AIM OF THE TASK
Copy the lines exactly. Begin at the first line of the data and stop after the line with "pub fn split_pipeline(line: &str, quote_aware: bool)".

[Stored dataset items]
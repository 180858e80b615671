use super::tokenize::tokenize;
use super::types::{PathClass, RedirectKind, RedirectionSpec};
use crate::error::{Result, ShellError, display_arg};
use crate::path::classify;

/// Split a line into stage texts at `|`.
///
/// With `quote_aware` set, a `|` inside single or double quotes is part of
/// the word. Without it every `|` splits, which is the legacy behaviour kept
/// for compatibility (a quoted `|` then leaves an unterminated quote behind).
///
/// Errors on an empty line or an empty stage.
pub fn split_pipeline(line: &str, quote_aware: bool) -> Result<Vec<String>> {
    if line.trim().is_empty() {
        return Err(ShellError::syntax("empty command"));
    }

    let mut parts = Vec::new();
    let mut buf = String::new();
    let mut quote: Option<char> = None;

    for c in line.chars() {
        match quote {
            Some(q) => {
                if c == q {
                    quote = None;
                }
                buf.push(c);
            }
            None if quote_aware && (c == '"' || c == '\'') => {
                quote = Some(c);
                buf.push(c);
            }
            None if c == '|' => parts.push(std::mem::take(&mut buf)),
            None => buf.push(c),
        }
    }
    parts.push(buf);

    let parts: Vec<String> = parts.into_iter().map(|p| p.trim().to_string()).collect();
    if parts.iter().any(String::is_empty) {
        return Err(ShellError::syntax("empty command in pipeline"));
    }
    Ok(parts)
}

/// Find output redirection operators outside quotes.
/// Returns `(byte offset, operator)` for each; `>>` is matched before `>`.
fn find_redirections(stage: &str) -> Vec<(usize, RedirectKind)> {
    let mut found = Vec::new();
    let mut quote: Option<char> = None;
    let mut chars = stage.char_indices().peekable();

    while let Some((i, c)) = chars.next() {
        match quote {
            Some(q) if c == q => quote = None,
            Some(_) => {}
            None if c == '"' || c == '\'' => quote = Some(c),
            None if c == '>' => {
                if chars.peek().is_some_and(|&(_, next)| next == '>') {
                    chars.next();
                    found.push((i, RedirectKind::Append));
                } else {
                    found.push((i, RedirectKind::Truncate));
                }
            }
            None => {}
        }
    }
    found
}

/// Split one stage into its words and its redirection.
///
/// The first word is the command. Errors when the stage has no command, more
/// than one redirection operator, a dangling operator, or a target that is
/// not exactly one Singleton path.
pub fn split_stage(stage: &str) -> Result<(Vec<String>, RedirectionSpec)> {
    let redirections = find_redirections(stage);
    if redirections.len() > 1 {
        return Err(ShellError::syntax("cannot redirect output to multiple files"));
    }

    let (command_text, redirection) = match redirections.first() {
        None => (stage, RedirectionSpec::none()),
        Some(&(offset, kind)) => {
            let op = kind.as_str();
            let target_text = &stage[offset + op.len()..];
            let mut targets = tokenize(target_text)?;
            let target = match targets.len() {
                0 => {
                    return Err(ShellError::syntax(format!(
                        "missing file name after {op}"
                    )));
                }
                1 => targets.remove(0),
                _ => {
                    return Err(ShellError::syntax(format!(
                        "ambiguous redirect after {op}: {}",
                        target_text.trim()
                    )));
                }
            };
            if classify(&target) != Ok(PathClass::Singleton) {
                return Err(ShellError::syntax(format!(
                    "{} is not a valid file for redirection",
                    display_arg(&target)
                )));
            }
            (
                &stage[..offset],
                RedirectionSpec {
                    kind,
                    target: Some(target),
                },
            )
        }
    };

    let words = tokenize(command_text)?;
    if words.is_empty() {
        return Err(ShellError::syntax("missing command"));
    }
    Ok((words, redirection))
}
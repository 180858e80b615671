use std::sync::LazyLock;

use regex::Regex;

use crate::error::{PathError, display_arg};
use crate::parse::tokenize::strip_quotes;
use crate::parse::types::PathClass;

/// Characters that never appear in a Singleton path.
///
/// `<`, `>`, `|` and `"` are shell syntax here; `*` and `?` are wildcard
/// metacharacters; NUL is rejected by every host.
const RESERVED: &[char] = &['\0', '<', '>', '"', '|', '?', '*'];

/// `(* | name).(* | ext)`: a whole basename or a whole extension may be `*`,
/// literal parts may not contain `< > : " / \ | ? *` or NUL.
static WILDCARD_NAME: LazyLock<Regex> = LazyLock::new(|| {
    Regex::new(r#"^(\*|[^<>:"/\\|?*\x00]+)\.(\*|[^<>:"/\\|?*\x00]+)$"#)
        .expect("wildcard name pattern is valid")
});

/// Classify a raw argument as a Singleton path, a Wildcard, or Invalid.
///
/// Exact paths are recognised first so that literal names with unusual but
/// legal characters never go through glob handling; only strings that fail
/// that test are tried as `directory/pattern`.
pub fn classify(raw: &str) -> Result<PathClass, PathError> {
    let invalid = || PathError::Invalid(display_arg(raw));

    if raw == "'" || raw == "\"" {
        return Err(invalid());
    }
    let path = strip_quotes(raw);
    if path.is_empty() {
        return Err(invalid());
    }
    if path == "~" || path == ".." || is_singleton(path) {
        return Ok(PathClass::Singleton);
    }

    let (directory, filename) = split_pattern(path);
    if (directory.is_empty() || is_singleton(directory)) && WILDCARD_NAME.is_match(filename) {
        return Ok(PathClass::Wildcard);
    }
    Err(invalid())
}

fn is_singleton(path: &str) -> bool {
    !path.is_empty() && !path.contains(RESERVED)
}

/// Split at the last path separator into `(directory, filename)`.
///
/// The directory keeps its trailing separator; it is empty when the pattern
/// has no separator at all (meaning the working directory).
pub fn split_pattern(path: &str) -> (&str, &str) {
    match path.rfind(std::path::is_separator) {
        Some(idx) => path.split_at(idx + 1),
        None => ("", path),
    }
}
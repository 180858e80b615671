//! Argument contract enforcement.
//!
//! [`shape_arguments`] runs at parse time and needs no filesystem: flags,
//! arity, structural path classification. [`bind_stage`] runs immediately
//! before a stage executes and resolves everything against the live working
//! directory.

use std::path::PathBuf;

use log::debug;

use crate::commands::{ArgShape, ArgumentContract, Call, Requirement, ResolvedArgument};
use crate::error::{Result, ShellError, display_arg};
use crate::fs::EntryKind;
use crate::parse::{Argument, PathClass, RedirectKind, Stage};
use crate::path::{WildcardPolicy, classify};

use super::Session;

/// A stage's redirection resolved to an absolute target.
#[derive(Debug, Clone, PartialEq, Eq)]
pub struct ResolvedRedirect {
    pub kind: RedirectKind,
    pub target: PathBuf,
}

/// Turn the words after the command name into typed arguments.
pub fn shape_arguments(
    command: &str,
    words: &[String],
    contract: &ArgumentContract,
) -> Result<Vec<Argument>> {
    let mut flags = Vec::new();
    let mut operands = Vec::new();
    for word in words {
        if contract.flags.contains(&word.as_str()) {
            flags.push(Argument::Flag(word.clone()));
        } else if !contract.flags.is_empty() && word.len() > 1 && word.starts_with('-') {
            return Err(ShellError::argument(format!(
                "{command}: unknown option {}",
                display_arg(word)
            )));
        } else {
            operands.push(word);
        }
    }

    let count = operands.len();
    if count < contract.min {
        return Err(ShellError::argument(format!(
            "{command}: too few arguments (expects {}, got {count})",
            contract.arity()
        )));
    }
    if contract.max.is_some_and(|max| count > max) {
        return Err(ShellError::argument(format!(
            "{command}: too many arguments (expects {}, got {count})",
            contract.arity()
        )));
    }

    let mut args = flags;
    for (index, word) in operands.into_iter().enumerate() {
        let requirement = contract.requirement(index, count);
        if !requirement.is_path() {
            args.push(Argument::Literal(word.clone()));
            continue;
        }
        let class = classify(word)?;
        if class == PathClass::Wildcard && !requirement.allows_wildcard() {
            return Err(ShellError::argument(format!(
                "{command}: {} must be a single path, not a wildcard",
                display_arg(word)
            )));
        }
        args.push(Argument::Path {
            raw: word.clone(),
            class,
        });
    }
    Ok(args)
}

/// Resolve a parsed stage against the session, producing the [`Call`] its
/// command runs with and the resolved redirection target.
pub fn bind_stage(
    stage: &Stage,
    contract: &ArgumentContract,
    policy: WildcardPolicy,
    session: &Session,
    piped: Option<String>,
) -> Result<(Call, Option<ResolvedRedirect>)> {
    let command = stage.command.as_str();
    let operands: Vec<&Argument> = stage.operands().collect();
    let count = operands.len();

    let mut args = Vec::with_capacity(count);
    for (index, arg) in operands.iter().enumerate() {
        let resolved = match arg {
            Argument::Path {
                raw,
                class: PathClass::Singleton,
            } => {
                let path = session.resolve(raw);
                if contract.requirement(index, count) == Requirement::MustResolveToDirectory
                    && session.fs().stat(&path) != EntryKind::Dir
                {
                    return Err(ShellError::argument(format!(
                        "{command}: {} is not a directory",
                        display_arg(raw)
                    )));
                }
                ResolvedArgument::Path(path)
            }
            Argument::Path {
                raw,
                class: PathClass::Wildcard,
            } => ResolvedArgument::Expanded(session.expand(raw, policy)?),
            other => ResolvedArgument::Literal(other.raw().to_string()),
        };
        args.push(resolved);
    }

    if let ArgShape::SourcesThenDestination { .. } = contract.shape {
        check_destination(command, &operands, &args, session)?;
    }

    let redirect = match &stage.redirection.target {
        Some(target) if !stage.redirection.is_none() => Some(ResolvedRedirect {
            kind: stage.redirection.kind,
            target: session.resolve(target),
        }),
        _ => None,
    };

    let call = Call {
        command: stage.command.clone(),
        flags: stage.flags().map(String::from).collect(),
        args,
        piped,
    };
    debug!(
        "bound {command}: {} path(s), flags {:?}, redirect {:?}",
        call.paths().len(),
        call.flags,
        redirect
    );
    Ok((call, redirect))
}

/// Copying many things, or a directory, onto one non-directory is ambiguous.
/// A destination written with a trailing separator must already be a
/// directory, whatever the sources are.
fn check_destination(
    command: &str,
    operands: &[&Argument],
    args: &[ResolvedArgument],
    session: &Session,
) -> Result<()> {
    let Some((destination, sources)) = args.split_last() else {
        return Ok(());
    };
    let raw = operands.last().map(|a| a.raw()).unwrap_or_default();
    let is_directory = destination
        .paths()
        .first()
        .is_some_and(|p| session.fs().stat(p) == EntryKind::Dir);

    if raw.ends_with(std::path::is_separator) && !is_directory {
        return Err(ShellError::argument(format!(
            "{command}: {} is not a directory",
            display_arg(raw)
        )));
    }

    let source_paths: Vec<&PathBuf> = sources.iter().flat_map(|a| a.paths()).collect();
    let needs_directory = source_paths.len() > 1
        || source_paths
            .iter()
            .any(|p| session.fs().stat(p) == EntryKind::Dir);
    if !needs_directory || is_directory {
        return Ok(());
    }
    Err(ShellError::argument(format!(
        "{command}: destination {} is ambiguous: not an existing directory",
        display_arg(raw)
    )))
}
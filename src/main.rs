//! fsh: interactive filesystem shell.
//!
//! Usage:
//!   fsh                  read lines from stdin until `exit` or end of input
//!   fsh -c LINE          run one line and exit
//!   fsh --dump-config    print the merged configuration as TOML

use clap::Parser;
use fsh::config::Config;
use fsh::console::{Console, StdConsole};
use fsh::eval::{CommandRegistry, Session};

#[derive(Parser, Debug)]
#[command(version, about = "Line-oriented filesystem shell", long_about = None)]
struct Cli {
    /// Run one line and exit
    #[arg(short = 'c', value_name = "LINE", conflicts_with = "dump_config")]
    command: Option<String>,

    /// Print the merged configuration as TOML and exit
    #[arg(long)]
    dump_config: bool,
}

// ─── Entry point ─────────────────────────────────────

fn main() {
    let cli = Cli::parse();
    let config = Config::load();

    if cli.dump_config {
        match config.to_toml() {
            Ok(text) => print!("{text}"),
            Err(e) => {
                eprintln!("fsh: cannot render config: {e}");
                std::process::exit(1);
            }
        }
        return;
    }

    fsh::logging::init(&config.settings.log_level);

    let mut session = match Session::from_env() {
        Ok(session) => session,
        Err(e) => {
            eprintln!("fsh: cannot determine working directory: {e}");
            std::process::exit(1);
        }
    };
    let registry = CommandRegistry::from_config(&config);
    let mut console = StdConsole;

    match cli.command {
        None => repl(&registry, &mut session, &mut console),
        Some(line) => {
            if let Err(e) = registry.run_line(&line, &mut session, &mut console)
                && !e.is_halt()
            {
                console.warn(&format!("fsh: {e}"));
                std::process::exit(1);
            }
        }
    }
}

// ─── Read loop ───────────────────────────────────────

fn repl(registry: &CommandRegistry, session: &mut Session, console: &mut dyn Console) {
    log::info!("session start in {}", session.cwd().display());
    loop {
        let prompt = format!("{} : ", session.cwd().display());
        let line = match console.read_line(&prompt) {
            Ok(Some(line)) => line,
            Ok(None) => break,
            Err(e) => {
                console.warn(&format!("fsh: cannot read input: {e}"));
                break;
            }
        };
        if line.trim().is_empty() {
            continue;
        }
        match registry.run_line(&line, session, console) {
            Ok(()) => {}
            Err(e) if e.is_halt() => break,
            Err(e) => console.warn(&format!("fsh: {e}")),
        }
    }
    log::info!("session end");
}
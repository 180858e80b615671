//! Path handling: structural classification, absolute resolution and
//! wildcard expansion.

pub mod classify;
pub mod resolve;
pub mod wildcard;

pub use classify::classify;
pub use resolve::resolve;
pub use wildcard::{WildcardPolicy, expand};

EXERCISE RESULT
repository 180858e80b615671
use super::tokenize::tokenize;
use super::types::{PathClass, RedirectKind, RedirectionSpec};
use crate::error::{Result, ShellError, display_arg};
use crate::path::classify;

/// Split a line into stage texts at `|`.
///
/// With `quote_aware` set, a `|` inside single or double quotes is part of
/// the word. Without it every `|` splits, which is the legacy behaviour kept
/// for compatibility (a quoted `|` then leaves an unterminated quote behind).
///
/// Errors on an empty line or an empty stage.
pub fn split_pipeline(line: &str, quote_aware: bool) -> Result<Vec<String>> {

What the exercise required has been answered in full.